Confronted by a steely-eyed Spaniard, perched like a vulture at the entrance to the Alhambra’s Nasrid Palaces, I feel a similar urge to cry as I am barked at in front of a startled line of tourists, quietly pretending not to witness our exchange.
My crime? I am twenty minutes late for my timed visit to the most popular part of the palace complex. So much for the Spanish mañana culture.
The Red Fortress: The Alhambra palace is Spain's most iconic remnant of Moorish rule
My vulture is not so poetic, her talons thrust my tickets back and me and I am told to return to the ticket office, explain why I am late and wait for my entry to be reissued.
The sentiment is more or less the same. ‘Thou dost complain about not being allowed in at 5.50pm, when thou didst buy tickets on Ticketmaster for 5.30pm.’

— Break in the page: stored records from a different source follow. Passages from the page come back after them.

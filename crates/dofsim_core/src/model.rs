//! Robot model: links, joints and geometry
//!
//! A [`RobotModel`] is a kinematic tree. Links are stored in a slotmap and
//! addressed by [`LinkKey`]; joints connect a parent link to a child link and
//! are kept in document order, which is also the order of the control vector.

use std::collections::{HashMap, HashSet, VecDeque};
use std::path::PathBuf;

use serde::{Deserialize, Serialize};
use slotmap::{new_key_type, SlotMap};

use crate::model_error::ModelError;
use crate::pose::Pose;

new_key_type! {
    /// Key to a link in a robot model
    pub struct LinkKey;
}

/// Shape of a visual or collision element
#[derive(Clone, Debug, PartialEq, Serialize, Deserialize)]
pub enum Geometry {
    /// Triangle mesh stored in an external file
    Mesh {
        filename: String,
        scale: [f32; 3],
    },
    /// Axis-aligned box with full side lengths
    Box { size: [f32; 3] },
    /// Cylinder along the local Z axis
    Cylinder { radius: f32, length: f32 },
    /// Sphere centered at the origin
    Sphere { radius: f32 },
    /// Capsule along the local Z axis (length excludes the caps)
    Capsule { radius: f32, length: f32 },
}

impl Geometry {
    /// Mesh filename, if this is a mesh
    pub fn mesh_filename(&self) -> Option<&str> {
        match self {
            Geometry::Mesh { filename, .. } => Some(filename),
            _ => None,
        }
    }
}

/// Visual material
#[derive(Clone, Debug, PartialEq, Serialize, Deserialize)]
pub struct Material {
    /// Material name (may be empty for inline materials)
    pub name: String,
    /// Color as RGBA
    pub rgba: [f32; 4],
}

impl Material {
    /// Neutral grey used when a visual has no color
    pub const DEFAULT: Self = Self {
        name: String::new(),
        rgba: [0.5, 0.5, 0.5, 1.0],
    };

    /// Create an anonymous material
    pub fn from_rgba(rgba: [f32; 4]) -> Self {
        Self {
            name: String::new(),
            rgba,
        }
    }
}

impl Default for Material {
    fn default() -> Self {
        Self::DEFAULT
    }
}

/// Visual element of a link
#[derive(Clone, Debug, PartialEq)]
pub struct Visual {
    /// Pose relative to the link frame
    pub origin: Pose,
    pub geometry: Geometry,
    pub material: Material,
}

/// Collision element of a link
#[derive(Clone, Debug, PartialEq)]
pub struct Collision {
    /// Pose relative to the link frame
    pub origin: Pose,
    pub geometry: Geometry,
}

/// Mass properties of a link
#[derive(Clone, Debug, PartialEq)]
pub struct Inertial {
    /// Center of mass pose relative to the link frame
    pub origin: Pose,
    /// Mass in kilograms
    pub mass: f32,
    /// Inertia tensor `[ixx, ixy, ixz, iyy, iyz, izz]`
    pub inertia: [f32; 6],
}

/// A rigid link
#[derive(Clone, Debug, PartialEq)]
pub struct Link {
    pub name: String,
    pub visuals: Vec<Visual>,
    pub collisions: Vec<Collision>,
    /// Explicit mass properties; `None` means derive them from collisions
    pub inertial: Option<Inertial>,
}

impl Link {
    /// Create a link with no geometry
    pub fn new(name: impl Into<String>) -> Self {
        Self {
            name: name.into(),
            visuals: Vec::new(),
            collisions: Vec::new(),
            inertial: None,
        }
    }

    /// Builder: add a visual
    pub fn with_visual(mut self, visual: Visual) -> Self {
        self.visuals.push(visual);
        self
    }

    /// Builder: add a collision
    pub fn with_collision(mut self, collision: Collision) -> Self {
        self.collisions.push(collision);
        self
    }
}

/// Joint type
#[derive(Clone, Copy, Debug, PartialEq, Eq, Hash, Serialize, Deserialize)]
pub enum JointKind {
    /// Rotation about the axis, bounded by limits
    Revolute,
    /// Unbounded rotation about the axis
    Continuous,
    /// Translation along the axis, bounded by limits
    Prismatic,
    /// No relative motion
    Fixed,
    Floating,
    Planar,
    Spherical,
}

impl JointKind {
    /// Whether the joint has a single controllable degree of freedom
    pub const fn is_actuated(self) -> bool {
        matches!(self, Self::Revolute | Self::Continuous | Self::Prismatic)
    }

    /// Whether the joint rotates (as opposed to translating)
    pub const fn is_angular(self) -> bool {
        matches!(self, Self::Revolute | Self::Continuous)
    }
}

/// Joint limits
#[derive(Clone, Copy, Debug, Default, PartialEq, Serialize, Deserialize)]
pub struct JointLimits {
    /// Lower position limit (rad or m)
    pub lower: f32,
    /// Upper position limit (rad or m)
    pub upper: f32,
    /// Maximum effort (Nm or N)
    pub effort: f32,
    /// Maximum velocity (rad/s or m/s)
    pub velocity: f32,
}

impl JointLimits {
    /// Whether a position range is set
    pub fn has_range(&self) -> bool {
        self.lower != 0.0 || self.upper != 0.0
    }

    /// Clamp a position into the limit range
    pub fn clamp(&self, position: f32) -> f32 {
        if self.has_range() && self.lower <= self.upper {
            position.clamp(self.lower, self.upper)
        } else {
            position
        }
    }
}

/// Joint damping and friction
#[derive(Clone, Copy, Debug, Default, PartialEq, Serialize, Deserialize)]
pub struct JointDynamics {
    pub damping: f32,
    pub friction: f32,
}

/// A joint connecting two links
#[derive(Clone, Debug, PartialEq)]
pub struct Joint {
    pub name: String,
    pub kind: JointKind,
    /// Child frame relative to the parent link frame at zero position
    pub origin: Pose,
    /// Parent link name
    pub parent: String,
    /// Child link name
    pub child: String,
    /// Axis in the joint frame
    pub axis: [f32; 3],
    pub limits: JointLimits,
    pub dynamics: JointDynamics,
}

impl Joint {
    /// Create a revolute joint about Z with no limits
    pub fn revolute(
        name: impl Into<String>,
        parent: impl Into<String>,
        child: impl Into<String>,
        origin: Pose,
    ) -> Self {
        Self {
            name: name.into(),
            kind: JointKind::Revolute,
            origin,
            parent: parent.into(),
            child: child.into(),
            axis: [0.0, 0.0, 1.0],
            limits: JointLimits::default(),
            dynamics: JointDynamics::default(),
        }
    }

    /// Create a fixed joint
    pub fn fixed(
        name: impl Into<String>,
        parent: impl Into<String>,
        child: impl Into<String>,
        origin: Pose,
    ) -> Self {
        Self {
            kind: JointKind::Fixed,
            ..Self::revolute(name, parent, child, origin)
        }
    }

    /// Builder: set the axis
    pub fn with_axis(mut self, axis: [f32; 3]) -> Self {
        self.axis = axis;
        self
    }

    /// Builder: set limits
    pub fn with_limits(mut self, limits: JointLimits) -> Self {
        self.limits = limits;
        self
    }
}

/// Options from the `<mujoco><compiler .../></mujoco>` extension element
#[derive(Clone, Debug, Default, PartialEq, Serialize, Deserialize)]
pub struct CompilerOptions {
    /// Directory mesh files are resolved against
    pub meshdir: Option<PathBuf>,
    /// Derive mass properties from geometry when a link has none
    pub balance_inertia: bool,
}

/// A robot as a kinematic tree of links and joints
#[derive(Clone, Debug)]
pub struct RobotModel {
    name: String,
    links: SlotMap<LinkKey, Link>,
    link_index: HashMap<String, LinkKey>,
    joints: Vec<Joint>,
    root: LinkKey,
    /// Compiler extension options
    pub compiler: CompilerOptions,
}

impl RobotModel {
    /// Assemble a model, checking that links and joints form a single tree
    pub fn from_parts(
        name: impl Into<String>,
        links: Vec<Link>,
        joints: Vec<Joint>,
        compiler: CompilerOptions,
    ) -> Result<Self, ModelError> {
        let mut slots: SlotMap<LinkKey, Link> = SlotMap::with_key();
        let mut link_index = HashMap::new();
        for link in links {
            if link_index.contains_key(&link.name) {
                return Err(ModelError::DuplicateLink(link.name));
            }
            let name = link.name.clone();
            let key = slots.insert(link);
            link_index.insert(name, key);
        }

        let mut joint_names = HashSet::new();
        let mut children = HashSet::new();
        for joint in &joints {
            if !joint_names.insert(joint.name.as_str()) {
                return Err(ModelError::DuplicateJoint(joint.name.clone()));
            }
            for link in [&joint.parent, &joint.child] {
                if !link_index.contains_key(link) {
                    return Err(ModelError::UnknownLink {
                        joint: joint.name.clone(),
                        link: link.clone(),
                    });
                }
            }
            if !children.insert(joint.child.as_str()) {
                return Err(ModelError::MultipleParents(joint.child.clone()));
            }
        }

        let roots: Vec<&str> = slots
            .values()
            .map(|l| l.name.as_str())
            .filter(|n| !children.contains(n))
            .collect();
        let root = match roots.as_slice() {
            [] => {
                return Err(if slots.is_empty() {
                    ModelError::MissingRoot
                } else {
                    ModelError::Cycle
                })
            }
            [single] => link_index[*single],
            many => {
                return Err(ModelError::MultipleRoots(
                    many.iter().map(|s| s.to_string()).collect(),
                ))
            }
        };

        let model = Self {
            name: name.into(),
            links: slots,
            link_index,
            joints,
            root,
            compiler,
        };

        // Every non-root link must be reachable from the root; anything left over sits on a cycle
        if model.traversal_order().len() + 1 != model.links.len() {
            return Err(ModelError::Cycle);
        }

        Ok(model)
    }

    /// Robot name
    pub fn name(&self) -> &str {
        &self.name
    }

    /// Number of links
    pub fn link_count(&self) -> usize {
        self.links.len()
    }

    /// Number of joints (of any kind)
    pub fn joint_count(&self) -> usize {
        self.joints.len()
    }

    /// Get a link by key
    pub fn link(&self, key: LinkKey) -> Option<&Link> {
        self.links.get(key)
    }

    /// Get a link and its key by name
    pub fn link_by_name(&self, name: &str) -> Option<(LinkKey, &Link)> {
        let key = *self.link_index.get(name)?;
        self.links.get(key).map(|link| (key, link))
    }

    /// Key of the root link
    pub fn root_key(&self) -> LinkKey {
        self.root
    }

    /// The root link
    pub fn root(&self) -> &Link {
        &self.links[self.root]
    }

    /// All links, in insertion order
    pub fn links(&self) -> impl Iterator<Item = (LinkKey, &Link)> {
        self.links.iter()
    }

    /// All joints, in document order
    pub fn joints(&self) -> &[Joint] {
        &self.joints
    }

    /// Get a joint by name
    pub fn joint_by_name(&self, name: &str) -> Option<&Joint> {
        self.joints.iter().find(|j| j.name == name)
    }

    /// Joints whose parent is the given link
    pub fn children_of<'a>(&'a self, link: &'a str) -> impl Iterator<Item = &'a Joint> + 'a {
        self.joints.iter().filter(move |j| j.parent == link)
    }

    /// The joint whose child is the given link (`None` for the root)
    pub fn parent_joint_of(&self, link: &str) -> Option<&Joint> {
        self.joints.iter().find(|j| j.child == link)
    }

    /// Joints in breadth-first order from the root
    ///
    /// A parent link always precedes its children, so walking this list can
    /// accumulate world poses link by link.
    pub fn traversal_order(&self) -> Vec<&Joint> {
        let mut order = Vec::with_capacity(self.joints.len());
        let mut visited = HashSet::new();
        let mut queue = VecDeque::new();
        queue.push_back(self.links[self.root].name.as_str());
        visited.insert(self.links[self.root].name.as_str());

        while let Some(parent) = queue.pop_front() {
            for joint in self.children_of(parent) {
                if visited.insert(joint.child.as_str()) {
                    order.push(joint);
                    queue.push_back(joint.child.as_str());
                }
            }
        }

        order
    }

    /// Joints with a controllable degree of freedom, in document order
    pub fn actuated_joints(&self) -> impl Iterator<Item = &Joint> {
        self.joints.iter().filter(|j| j.kind.is_actuated())
    }

    /// Number of controllable degrees of freedom
    pub fn dof(&self) -> usize {
        self.actuated_joints().count()
    }

    /// Rest pose of every link (all joints at zero) in the model frame
    pub fn rest_poses(&self) -> HashMap<String, nalgebra::Isometry3<f32>> {
        let mut poses = HashMap::with_capacity(self.links.len());
        poses.insert(
            self.links[self.root].name.clone(),
            nalgebra::Isometry3::identity(),
        );
        for joint in self.traversal_order() {
            let parent = poses[&joint.parent];
            poses.insert(joint.child.clone(), parent * joint.origin.to_isometry());
        }
        poses
    }

    /// All mesh filenames referenced by visuals and collisions (deduplicated)
    pub fn mesh_filenames(&self) -> Vec<&str> {
        let mut seen = HashSet::new();
        let mut names = Vec::new();
        for link in self.links.values() {
            let geoms = link
                .visuals
                .iter()
                .map(|v| &v.geometry)
                .chain(link.collisions.iter().map(|c| &c.geometry));
            for geometry in geoms {
                if let Some(name) = geometry.mesh_filename() {
                    if seen.insert(name) {
                        names.push(name);
                    }
                }
            }
        }
        names
    }
}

The Alhambra crowns a hill above Granada, a walled complex which for centuries was a symbol of the Moors’ domination of Spain. The first palace was built in the 11th century and multitude buildings have been added over hundreds of years by Islamic dynasties and, later, Christian conquistadors.
Up to 6,000 people pass through the serene gardens and ornate palaces each day in peak season, soaking up the sunshine, unparalleled views of the city and Islamic heritage, which is why it is important to buy a ticket in advance. And turn up on time.
Intricate: Detailed carvings transform the palace's stone surfaces into delicate works of art
Spikey turrets scratch at the sky and every wall that is not graced by coloured tiles has been intricately carved with the words ‘There is no conqueror but God’.
Remnants of the red, blue and yellow paint that once adorned these surfaces is still visible in parts and stuccoed columns, marble water fountains and carved ceilings, so elaborate they look like paintings, recreate the lavish rule of the Moors in the 14th century – at an artistic peak, but on the cusp of political decline.
If there was ever any doubt about Spain’s mixed heritage, Granada is the city that maps out the Iberian Peninsula’s blend of Christianity and Islam.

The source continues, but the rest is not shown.